Picture the scene: You set up your little trade show booth counter, add a plate of (wrapped) cookies and feel ready for the show. But right next to you, a huge corporation sets up a glorious display that puts your humble booth to shame.

Why do these business giants put in so much effort? According to stats, 80% of visitors said they would buy a product or service that they interacted with at a trade show.

Yes, making your trade show booth a success can get you a lot of new customers. And that’s what makes them worth the investment.

But you don’t have to feel intimated by those huge company exhibitors (in fact, they are likely to increase passerby traffic to your site). The key is to create an awesome trade show booth design that will make YOUR brand stand out in the crowd and invite engagement.

How can you make it a success? Read on for some of the the best trade show booth tips we’ve seen–and give those company giants a run for their money.

1. Stay On-Brand

Trade show booth


Of all the trade show booth design best practices, this is something you should never forget. Stay on-brand!

Forbes said this about branding, “Brands are psychology and science brought together as a promise mark. Products have life cycles. Brands outlive products.”
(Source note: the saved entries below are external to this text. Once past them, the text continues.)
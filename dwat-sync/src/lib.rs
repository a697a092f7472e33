//! # dwat-sync
//!
//! Grafana → GitHub reconciliation: remote listing, repository read,
//! drift detection and pull request publishing.
//!
//! Call [`pipeline::plan`] to compute what drifted, or [`pipeline::run`] to
//! also open one pull request per drifted dashboard.

pub mod diff;
pub mod drift;
pub mod error;
pub mod github;
pub mod grafana;
mod http;
#[cfg(any(test, feature = "test-utils"))]
pub mod mock;
pub mod pipeline;
pub mod publisher;

pub use diff::{preview, PreviewChange};
pub use drift::{classify, detect_drift};
pub use error::SyncError;
pub use github::{
    read_repository_state, FileUpdate, GithubClient, PullRequest, PullRequestDraft, RepoFile,
    RepositoryHost,
};
pub use grafana::{fetch_definition, list_dashboards, DashboardSource, GrafanaClient};
pub use pipeline::{Outcome, RunMode, SyncPlan};
pub use publisher::{publish, PublishedChange};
Your branding defines your company and should run throughout every aspect of it. From your business card to your trade show booth backwall to your website, your branding should be visible. It’s the key to successful marketing.
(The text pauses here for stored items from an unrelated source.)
//! Branch + commit + pull request for one drifted dashboard.
//!
//! There is no rollback: a failure after the branch is created leaves the
//! branch behind.

use dwat_core::{DriftReason, DriftRecord, SyncConfig, ValuesDocument};

use crate::github::{FileUpdate, PullRequestDraft, RepositoryHost};
use crate::SyncError;

/// A pull request opened for one drift record.
#[derive(Debug, Clone, PartialEq, Eq)]
pub struct PublishedChange {
    pub reason: DriftReason,
    pub uid: String,
    pub branch: String,
    pub number: u64,
    pub url: String,
}

/// Open a pull request that writes `updated` to the values file.
///
/// 1. Branch `{prefix}{uid}` off the base branch tip.
/// 2. Read the values file sha from the base branch.
/// 3. Commit the serialized document to the new branch.
/// 4. Open the pull request into the base branch.
///
/// An existing branch fails with [`SyncError::BranchExists`].
pub fn publish(
    repo: &dyn RepositoryHost,
    config: &SyncConfig,
    drift: &DriftRecord,
    updated: &ValuesDocument,
) -> Result<PublishedChange, SyncError> {
    let branch = config.branch_name(&drift.uid);
    let path = config.values_path();

    let head = repo.branch_head(&config.base_branch)?;
    repo.create_branch(&branch, &head)?;
    tracing::debug!(%branch, %head, "branch created");

    let current = repo.read_file(&path, &config.base_branch)?;
    repo.update_file(&FileUpdate {
        path,
        message: drift.commit_message(),
        content: updated.to_yaml()?,
        sha: current.sha,
        branch: branch.clone(),
    })?;

    let pr = repo.open_pull_request(&PullRequestDraft {
        title: drift.pull_request_title(),
        body: drift.pull_request_body(),
        head: branch.clone(),
        base: config.base_branch.clone(),
    })?;
    tracing::info!(uid = %drift.uid, url = %pr.html_url, "pull request created");

    Ok(PublishedChange {
        reason: drift.reason,
        uid: drift.uid.clone(),
        branch,
        number: pr.number,
        url: pr.html_url,
    })
}

#[cfg(test)]
mod tests {
    use super::*;
    use crate::mock::MockRepositoryHost;
    use dwat_core::RecordedDashboard;

    const PATH: &str = "charts/grafana/values.yaml";

    fn config() -> SyncConfig {
        let mut cfg = SyncConfig::new("http://grafana/api", "g", "gh", "acme/charts");
        cfg.folder_name = "charts/grafana".to_string();
        cfg
    }

    fn drift() -> DriftRecord {
        DriftRecord {
            reason: DriftReason::Missing,
            uid: "u1".to_string(),
            entry: RecordedDashboard {
                title: "Latency".to_string(),
                tags: vec!["v1".to_string()],
                folder_uid: "f1".to_string(),
                folder_title: "Team".to_string(),
                json: "{}".to_string(),
            },
        }
    }

    #[test]
    fn publishes_branch_commit_and_pull_request() {
        let repo = MockRepositoryHost::new("main").with_file(PATH, "dashboards: {}\n");
        let original = ValuesDocument::parse(PATH, "dashboards: {}\n").expect("parse");
        let updated = original.with_dashboard(&drift()).expect("merge");

        let published = publish(&repo, &config(), &drift(), &updated).expect("publish");

        assert_eq!(published.branch, "update-dashboard-u1");
        assert_eq!(published.url, "https://github.test/acme/charts/pull/1");

        let updates = repo.updates();
        assert_eq!(updates.len(), 1);
        assert_eq!(updates[0].message, "missing: Update dashboard Latency in Team");
        assert_eq!(updates[0].branch, "update-dashboard-u1");
        assert_eq!(
            repo.file_text("update-dashboard-u1", PATH),
            Some(updated.to_yaml().expect("yaml"))
        );
        assert_eq!(repo.file_text("main", PATH).as_deref(), Some("dashboards: {}\n"));

        let pulls = repo.pull_requests();
        assert_eq!(pulls[0].title, "missing: Latency");
        assert_eq!(pulls[0].head, "update-dashboard-u1");
        assert_eq!(pulls[0].base, "main");
        assert!(pulls[0].body.contains("`u1`"));
    }

    #[test]
    fn existing_branch_aborts_before_commit() {
        let repo = MockRepositoryHost::new("main")
            .with_file(PATH, "dashboards: {}\n")
            .with_branch("update-dashboard-u1");
        let updated = ValuesDocument::parse(PATH, "dashboards: {}\n")
            .expect("parse")
            .with_dashboard(&drift())
            .expect("merge");

        let err = publish(&repo, &config(), &drift(), &updated).unwrap_err();
        assert!(matches!(err, SyncError::BranchExists { .. }), "got: {err}");
        assert!(repo.updates().is_empty());
        assert!(repo.pull_requests().is_empty());
    }

    #[test]
    fn missing_file_leaves_branch_behind() {
        let repo = MockRepositoryHost::new("main");
        let updated = ValuesDocument::parse(PATH, "dashboards: {}\n")
            .expect("parse")
            .with_dashboard(&drift())
            .expect("merge");

        let err = publish(&repo, &config(), &drift(), &updated).unwrap_err();
        assert!(matches!(err, SyncError::FileNotFound { .. }), "got: {err}");
        assert!(repo.branches().contains(&"update-dashboard-u1".to_string()));
    }
}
You could incorporate all the best display ideas on this planet. But there is nothing worse than a trade show booth design that is irrelevant or outdated. It may even cause confusion among visitors.
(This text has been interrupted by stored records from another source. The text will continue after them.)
//! Binary-level tests: argument parsing, `.env` loading and exit status.
//!
//! Every command runs with a cleared environment in a scratch directory so a
//! developer's own `.env` or tokens never leak in.

use std::fs;
use std::net::TcpListener;
use std::path::Path;
use std::process::Command;

use assert_cmd::prelude::*;
use predicates::prelude::*;
use predicates::str::contains;
use tempfile::TempDir;

fn dwat_cmd(dir: &Path) -> Command {
    let mut cmd = Command::cargo_bin("dwat").expect("dwat binary");
    cmd.env_clear().current_dir(dir).env("RUST_LOG", "off");
    cmd
}

/// An address nothing listens on, so every request fails fast.
fn closed_port_url() -> String {
    let listener = TcpListener::bind("127.0.0.1:0").expect("bind");
    let addr = listener.local_addr().expect("addr");
    drop(listener);
    format!("http://{addr}")
}

#[test]
fn help_lists_subcommands() {
    let dir = TempDir::new().expect("tempdir");
    dwat_cmd(dir.path())
        .arg("--help")
        .assert()
        .success()
        .stdout(contains("sync"))
        .stdout(contains("diff"));
}

#[test]
fn sync_without_configuration_names_missing_settings() {
    let dir = TempDir::new().expect("tempdir");
    dwat_cmd(dir.path())
        .arg("sync")
        .assert()
        .failure()
        .stderr(contains("--grafana-url"));
}

#[test]
fn tokens_are_not_echoed_in_help() {
    let dir = TempDir::new().expect("tempdir");
    dwat_cmd(dir.path())
        .env("GRAFANA_API_TOKEN", "very-secret-token")
        .args(["sync", "--help"])
        .assert()
        .success()
        .stdout(contains("GRAFANA_API_TOKEN"))
        .stdout(contains("very-secret-token").not());
}

#[test]
fn unreadable_repository_aborts_with_error() {
    let dir = TempDir::new().expect("tempdir");
    let url = closed_port_url();
    dwat_cmd(dir.path())
        .env("GRAFANA_API_URL", &url)
        .env("GRAFANA_API_TOKEN", "g")
        .env("GITHUB_TOKEN", "gh")
        .env("GITHUB_REPO_NAME", "acme/charts")
        .env("GITHUB_API_URL", &url)
        .env("TIMEOUT", "2")
        .arg("sync")
        .assert()
        .failure()
        .stderr(contains("acme/charts"))
        .stderr(contains("dashboards"));
}

#[test]
fn dotenv_file_supplies_configuration() {
    let dir = TempDir::new().expect("tempdir");
    let url = closed_port_url();
    fs::write(
        dir.path().join(".env"),
        format!(
            "GRAFANA_API_URL={url}\nGRAFANA_API_TOKEN=g\nGITHUB_TOKEN=gh\nGITHUB_REPO_NAME=acme/from-dotenv\nGITHUB_API_URL={url}\nTIMEOUT=2\n"
        ),
    )
    .expect("write .env");

    dwat_cmd(dir.path())
        .args(["diff", "--json"])
        .assert()
        .failure()
        .stderr(contains("acme/from-dotenv"));
}

#[test]
fn malformed_dotenv_file_is_reported() {
    let dir = TempDir::new().expect("tempdir");
    fs::write(dir.path().join(".env"), "GRAFANA_API_URL=\"unterminated\n").expect("write .env");

    dwat_cmd(dir.path())
        .args(["diff", "--json"])
        .assert()
        .failure()
        .stderr(contains("failed to load .env"));
}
Keep your branding clear and consistent throughout the entire booth area. From your banners to the promotional items you’re giving out to interactive experiences and “Slim Jims,” make sure you stick to your theme.

2. Master Your First Impression

According to research, you only have 30 seconds to make a good first impression. But with so much competition at trade shows, you’ve probably got a shorter window. If you want your brand to stand out from the rest, you need to create a visually engaging booth.

Bright colors can help you to stand out, but only if they are matching your brand. Having bold designs, large signage with simple messaging (sometimes just your logo is enough), as well as interactive displays that are drawing a crowd can catch the eyes of your most desirable passersby.

Huge props can also draw attention. For example, if your company has a connection to vehicles, bring in a car to display. Make it part of the booth design, or use it as part of an experience.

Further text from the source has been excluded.